[Stored data]
*-*-*
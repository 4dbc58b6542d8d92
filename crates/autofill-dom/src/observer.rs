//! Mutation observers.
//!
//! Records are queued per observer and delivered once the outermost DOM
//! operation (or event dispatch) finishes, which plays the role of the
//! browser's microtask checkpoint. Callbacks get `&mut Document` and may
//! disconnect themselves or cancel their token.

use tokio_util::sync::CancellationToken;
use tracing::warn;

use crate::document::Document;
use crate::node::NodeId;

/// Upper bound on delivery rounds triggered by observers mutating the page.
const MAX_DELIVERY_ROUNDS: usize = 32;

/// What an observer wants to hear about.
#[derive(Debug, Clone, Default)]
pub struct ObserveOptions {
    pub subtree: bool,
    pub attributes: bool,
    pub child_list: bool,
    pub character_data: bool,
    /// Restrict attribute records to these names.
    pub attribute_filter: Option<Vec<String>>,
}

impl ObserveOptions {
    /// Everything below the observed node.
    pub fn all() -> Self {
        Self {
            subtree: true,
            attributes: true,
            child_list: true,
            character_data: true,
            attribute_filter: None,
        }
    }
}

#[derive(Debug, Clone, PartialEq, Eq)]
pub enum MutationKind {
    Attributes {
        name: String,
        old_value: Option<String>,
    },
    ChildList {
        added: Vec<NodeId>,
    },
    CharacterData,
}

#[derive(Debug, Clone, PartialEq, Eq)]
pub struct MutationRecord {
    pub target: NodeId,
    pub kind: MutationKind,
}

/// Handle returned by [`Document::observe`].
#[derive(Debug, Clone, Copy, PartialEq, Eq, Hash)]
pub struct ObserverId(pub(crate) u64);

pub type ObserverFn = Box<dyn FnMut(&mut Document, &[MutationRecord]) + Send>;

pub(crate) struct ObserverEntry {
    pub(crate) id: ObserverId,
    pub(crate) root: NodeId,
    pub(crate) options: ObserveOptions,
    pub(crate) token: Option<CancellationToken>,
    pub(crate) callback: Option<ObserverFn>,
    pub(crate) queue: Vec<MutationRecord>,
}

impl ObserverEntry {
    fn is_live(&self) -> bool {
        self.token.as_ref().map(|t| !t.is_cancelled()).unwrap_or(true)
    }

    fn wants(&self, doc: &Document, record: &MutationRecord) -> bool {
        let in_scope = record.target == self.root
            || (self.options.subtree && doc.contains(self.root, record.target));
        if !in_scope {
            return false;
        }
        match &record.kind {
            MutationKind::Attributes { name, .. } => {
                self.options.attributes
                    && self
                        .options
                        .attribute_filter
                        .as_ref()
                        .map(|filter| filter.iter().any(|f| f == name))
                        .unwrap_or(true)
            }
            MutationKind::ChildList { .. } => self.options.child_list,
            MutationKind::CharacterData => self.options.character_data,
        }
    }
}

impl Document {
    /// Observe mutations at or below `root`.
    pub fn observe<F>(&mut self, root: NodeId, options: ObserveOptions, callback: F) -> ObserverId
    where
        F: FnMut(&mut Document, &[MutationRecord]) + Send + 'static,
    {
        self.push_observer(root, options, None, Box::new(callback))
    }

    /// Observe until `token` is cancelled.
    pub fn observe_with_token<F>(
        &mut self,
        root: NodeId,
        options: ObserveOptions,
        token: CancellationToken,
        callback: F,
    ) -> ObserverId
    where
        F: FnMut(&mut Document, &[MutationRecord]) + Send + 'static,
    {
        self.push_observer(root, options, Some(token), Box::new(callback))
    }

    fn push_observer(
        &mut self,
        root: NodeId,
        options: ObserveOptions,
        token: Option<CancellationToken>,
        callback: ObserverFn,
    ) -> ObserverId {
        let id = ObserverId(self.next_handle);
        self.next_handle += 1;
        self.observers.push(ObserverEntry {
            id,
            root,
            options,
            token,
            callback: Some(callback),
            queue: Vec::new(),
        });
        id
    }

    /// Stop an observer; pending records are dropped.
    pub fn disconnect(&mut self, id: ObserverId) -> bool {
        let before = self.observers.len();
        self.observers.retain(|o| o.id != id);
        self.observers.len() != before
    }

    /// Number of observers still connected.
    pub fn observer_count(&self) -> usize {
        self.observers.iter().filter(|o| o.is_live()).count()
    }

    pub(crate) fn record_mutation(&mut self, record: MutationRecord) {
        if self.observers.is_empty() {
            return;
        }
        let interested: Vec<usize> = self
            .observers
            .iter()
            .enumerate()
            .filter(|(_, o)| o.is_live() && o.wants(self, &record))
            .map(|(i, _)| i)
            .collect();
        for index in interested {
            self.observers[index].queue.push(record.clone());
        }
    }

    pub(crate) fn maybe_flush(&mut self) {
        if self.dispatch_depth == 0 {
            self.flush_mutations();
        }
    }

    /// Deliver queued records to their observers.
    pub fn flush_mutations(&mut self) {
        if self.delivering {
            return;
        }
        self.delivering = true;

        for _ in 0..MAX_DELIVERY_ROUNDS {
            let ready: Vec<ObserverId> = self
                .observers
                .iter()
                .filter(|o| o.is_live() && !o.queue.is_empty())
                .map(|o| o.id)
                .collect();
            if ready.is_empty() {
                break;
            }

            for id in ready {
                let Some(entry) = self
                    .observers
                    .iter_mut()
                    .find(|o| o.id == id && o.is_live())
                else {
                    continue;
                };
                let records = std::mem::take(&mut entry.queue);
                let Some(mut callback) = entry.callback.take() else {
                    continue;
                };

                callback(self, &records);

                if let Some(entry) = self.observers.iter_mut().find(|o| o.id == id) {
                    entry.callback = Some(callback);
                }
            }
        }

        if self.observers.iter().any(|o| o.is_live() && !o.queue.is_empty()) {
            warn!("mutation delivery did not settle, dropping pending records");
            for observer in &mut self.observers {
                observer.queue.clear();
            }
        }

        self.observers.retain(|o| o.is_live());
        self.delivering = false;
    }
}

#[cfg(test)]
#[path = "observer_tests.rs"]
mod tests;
*-*-*
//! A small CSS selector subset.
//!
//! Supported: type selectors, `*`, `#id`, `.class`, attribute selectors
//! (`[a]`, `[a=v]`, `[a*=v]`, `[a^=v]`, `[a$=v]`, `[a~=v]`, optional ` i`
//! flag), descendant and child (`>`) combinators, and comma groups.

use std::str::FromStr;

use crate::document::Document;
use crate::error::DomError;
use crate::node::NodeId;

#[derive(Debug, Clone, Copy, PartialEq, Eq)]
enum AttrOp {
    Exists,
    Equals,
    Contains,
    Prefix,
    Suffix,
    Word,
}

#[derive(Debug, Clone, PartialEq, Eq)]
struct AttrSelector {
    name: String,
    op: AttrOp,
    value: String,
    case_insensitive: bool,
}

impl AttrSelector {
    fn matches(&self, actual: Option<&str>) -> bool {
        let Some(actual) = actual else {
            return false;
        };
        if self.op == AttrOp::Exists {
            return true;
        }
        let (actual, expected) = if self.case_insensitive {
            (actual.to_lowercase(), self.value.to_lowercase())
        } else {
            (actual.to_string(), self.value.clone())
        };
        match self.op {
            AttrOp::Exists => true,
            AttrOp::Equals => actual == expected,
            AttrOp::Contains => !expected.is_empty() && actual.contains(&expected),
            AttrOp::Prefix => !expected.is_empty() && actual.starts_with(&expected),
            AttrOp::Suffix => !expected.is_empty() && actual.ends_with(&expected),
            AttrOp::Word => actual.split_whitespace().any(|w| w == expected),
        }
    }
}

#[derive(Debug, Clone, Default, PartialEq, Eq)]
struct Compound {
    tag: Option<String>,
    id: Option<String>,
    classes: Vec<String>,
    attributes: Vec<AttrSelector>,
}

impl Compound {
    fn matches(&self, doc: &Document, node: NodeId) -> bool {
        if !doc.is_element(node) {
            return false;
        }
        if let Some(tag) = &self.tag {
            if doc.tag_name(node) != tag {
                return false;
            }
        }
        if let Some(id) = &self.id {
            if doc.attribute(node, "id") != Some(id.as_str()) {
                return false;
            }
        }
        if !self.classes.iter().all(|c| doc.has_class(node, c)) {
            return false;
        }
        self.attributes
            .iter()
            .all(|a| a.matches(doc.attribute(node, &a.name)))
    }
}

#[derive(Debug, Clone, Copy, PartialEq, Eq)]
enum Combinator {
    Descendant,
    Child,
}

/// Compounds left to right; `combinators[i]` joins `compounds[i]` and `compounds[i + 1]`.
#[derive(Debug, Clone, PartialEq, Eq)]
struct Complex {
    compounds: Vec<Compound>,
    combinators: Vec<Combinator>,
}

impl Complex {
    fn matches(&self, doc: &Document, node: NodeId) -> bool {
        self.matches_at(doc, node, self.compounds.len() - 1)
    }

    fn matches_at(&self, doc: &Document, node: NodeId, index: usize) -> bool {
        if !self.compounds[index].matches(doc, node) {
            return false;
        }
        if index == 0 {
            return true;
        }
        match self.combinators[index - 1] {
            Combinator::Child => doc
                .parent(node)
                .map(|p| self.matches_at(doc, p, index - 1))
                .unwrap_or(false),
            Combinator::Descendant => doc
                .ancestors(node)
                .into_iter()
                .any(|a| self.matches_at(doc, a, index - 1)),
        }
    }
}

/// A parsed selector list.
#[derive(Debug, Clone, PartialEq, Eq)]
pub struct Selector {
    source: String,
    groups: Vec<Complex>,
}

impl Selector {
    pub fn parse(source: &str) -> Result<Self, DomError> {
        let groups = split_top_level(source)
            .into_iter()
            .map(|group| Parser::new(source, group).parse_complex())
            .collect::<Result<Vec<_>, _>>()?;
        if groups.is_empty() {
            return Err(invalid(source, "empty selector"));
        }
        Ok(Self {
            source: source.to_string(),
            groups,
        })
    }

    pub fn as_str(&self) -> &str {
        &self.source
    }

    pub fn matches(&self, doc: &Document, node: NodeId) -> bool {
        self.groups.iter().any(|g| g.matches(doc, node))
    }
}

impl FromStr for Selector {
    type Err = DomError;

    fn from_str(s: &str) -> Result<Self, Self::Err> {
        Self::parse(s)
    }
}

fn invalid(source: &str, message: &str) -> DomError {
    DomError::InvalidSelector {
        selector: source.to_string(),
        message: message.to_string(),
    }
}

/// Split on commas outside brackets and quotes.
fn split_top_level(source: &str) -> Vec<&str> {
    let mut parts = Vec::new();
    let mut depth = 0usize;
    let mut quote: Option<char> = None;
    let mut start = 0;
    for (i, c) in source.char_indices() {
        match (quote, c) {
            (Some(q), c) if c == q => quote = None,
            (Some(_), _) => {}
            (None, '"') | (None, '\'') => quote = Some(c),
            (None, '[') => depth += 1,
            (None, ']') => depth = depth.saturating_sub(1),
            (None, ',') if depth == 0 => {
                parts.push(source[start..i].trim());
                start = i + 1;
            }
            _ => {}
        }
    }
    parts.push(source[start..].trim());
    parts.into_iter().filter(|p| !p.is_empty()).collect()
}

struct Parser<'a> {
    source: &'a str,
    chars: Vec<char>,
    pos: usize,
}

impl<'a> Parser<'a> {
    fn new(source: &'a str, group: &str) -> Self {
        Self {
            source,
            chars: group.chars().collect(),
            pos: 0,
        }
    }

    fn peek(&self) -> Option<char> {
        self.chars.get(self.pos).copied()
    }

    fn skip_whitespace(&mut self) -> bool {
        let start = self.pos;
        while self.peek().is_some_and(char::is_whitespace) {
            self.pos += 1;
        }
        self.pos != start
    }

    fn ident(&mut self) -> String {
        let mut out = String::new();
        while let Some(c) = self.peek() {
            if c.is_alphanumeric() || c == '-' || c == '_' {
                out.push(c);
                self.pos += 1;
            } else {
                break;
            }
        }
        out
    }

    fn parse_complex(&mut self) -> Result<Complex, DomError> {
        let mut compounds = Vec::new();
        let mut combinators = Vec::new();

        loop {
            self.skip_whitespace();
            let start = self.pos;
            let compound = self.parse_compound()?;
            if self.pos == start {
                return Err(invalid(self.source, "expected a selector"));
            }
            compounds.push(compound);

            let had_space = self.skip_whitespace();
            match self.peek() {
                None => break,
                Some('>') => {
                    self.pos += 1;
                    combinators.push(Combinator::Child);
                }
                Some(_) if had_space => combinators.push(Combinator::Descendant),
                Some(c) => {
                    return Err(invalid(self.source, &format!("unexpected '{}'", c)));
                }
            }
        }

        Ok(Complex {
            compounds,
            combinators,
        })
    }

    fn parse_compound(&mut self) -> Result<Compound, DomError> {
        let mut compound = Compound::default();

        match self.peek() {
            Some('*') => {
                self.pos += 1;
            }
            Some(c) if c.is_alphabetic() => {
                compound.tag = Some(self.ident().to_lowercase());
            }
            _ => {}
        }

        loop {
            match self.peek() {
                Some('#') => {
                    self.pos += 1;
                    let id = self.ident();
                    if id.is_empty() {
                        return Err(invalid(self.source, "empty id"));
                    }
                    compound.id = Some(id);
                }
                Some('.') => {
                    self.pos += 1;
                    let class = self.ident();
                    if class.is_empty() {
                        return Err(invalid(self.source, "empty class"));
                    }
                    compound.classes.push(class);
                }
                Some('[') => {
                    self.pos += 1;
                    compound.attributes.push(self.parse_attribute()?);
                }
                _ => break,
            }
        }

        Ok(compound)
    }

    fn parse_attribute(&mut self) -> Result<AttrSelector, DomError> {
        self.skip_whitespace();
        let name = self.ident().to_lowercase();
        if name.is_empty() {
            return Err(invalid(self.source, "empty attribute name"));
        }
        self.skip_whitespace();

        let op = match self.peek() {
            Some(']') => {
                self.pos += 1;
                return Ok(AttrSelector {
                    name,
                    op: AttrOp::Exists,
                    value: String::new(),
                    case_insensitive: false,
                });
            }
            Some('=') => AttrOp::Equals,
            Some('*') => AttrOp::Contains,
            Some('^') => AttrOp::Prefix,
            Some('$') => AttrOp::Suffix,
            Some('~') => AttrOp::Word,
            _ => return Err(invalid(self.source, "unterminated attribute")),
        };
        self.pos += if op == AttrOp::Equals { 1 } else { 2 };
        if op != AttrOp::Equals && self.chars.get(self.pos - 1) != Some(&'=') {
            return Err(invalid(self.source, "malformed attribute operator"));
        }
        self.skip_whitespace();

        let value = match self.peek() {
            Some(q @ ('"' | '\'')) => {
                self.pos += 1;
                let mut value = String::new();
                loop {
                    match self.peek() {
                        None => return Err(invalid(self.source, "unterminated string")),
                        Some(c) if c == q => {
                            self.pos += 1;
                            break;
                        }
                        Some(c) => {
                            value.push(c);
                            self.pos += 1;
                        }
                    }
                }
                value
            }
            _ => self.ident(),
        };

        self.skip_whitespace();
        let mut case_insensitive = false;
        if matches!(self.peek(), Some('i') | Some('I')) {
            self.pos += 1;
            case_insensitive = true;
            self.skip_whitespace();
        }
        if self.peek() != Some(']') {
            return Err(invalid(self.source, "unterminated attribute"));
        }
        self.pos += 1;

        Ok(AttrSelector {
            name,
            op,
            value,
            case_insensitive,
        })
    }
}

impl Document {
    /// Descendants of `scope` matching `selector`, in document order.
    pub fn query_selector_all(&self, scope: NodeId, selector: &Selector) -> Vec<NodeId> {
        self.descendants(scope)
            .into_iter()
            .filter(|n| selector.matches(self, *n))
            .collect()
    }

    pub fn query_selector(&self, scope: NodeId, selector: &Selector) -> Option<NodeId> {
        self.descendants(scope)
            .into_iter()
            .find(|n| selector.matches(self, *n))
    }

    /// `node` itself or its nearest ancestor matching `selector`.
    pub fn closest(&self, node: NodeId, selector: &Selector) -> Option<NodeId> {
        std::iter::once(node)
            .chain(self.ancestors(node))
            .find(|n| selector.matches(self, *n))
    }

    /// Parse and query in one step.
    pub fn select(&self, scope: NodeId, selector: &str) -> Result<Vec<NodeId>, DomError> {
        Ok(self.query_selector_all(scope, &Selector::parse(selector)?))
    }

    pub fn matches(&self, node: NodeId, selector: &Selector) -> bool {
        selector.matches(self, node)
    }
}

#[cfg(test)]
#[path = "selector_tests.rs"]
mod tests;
*-*-*
> _TASK_
Filter the entries by the string "take" and copy each matching line.

> _RESPONSE BELOW_
                let records = std::mem::take(&mut entry.queue);
                let Some(mut callback) = entry.callback.take() else {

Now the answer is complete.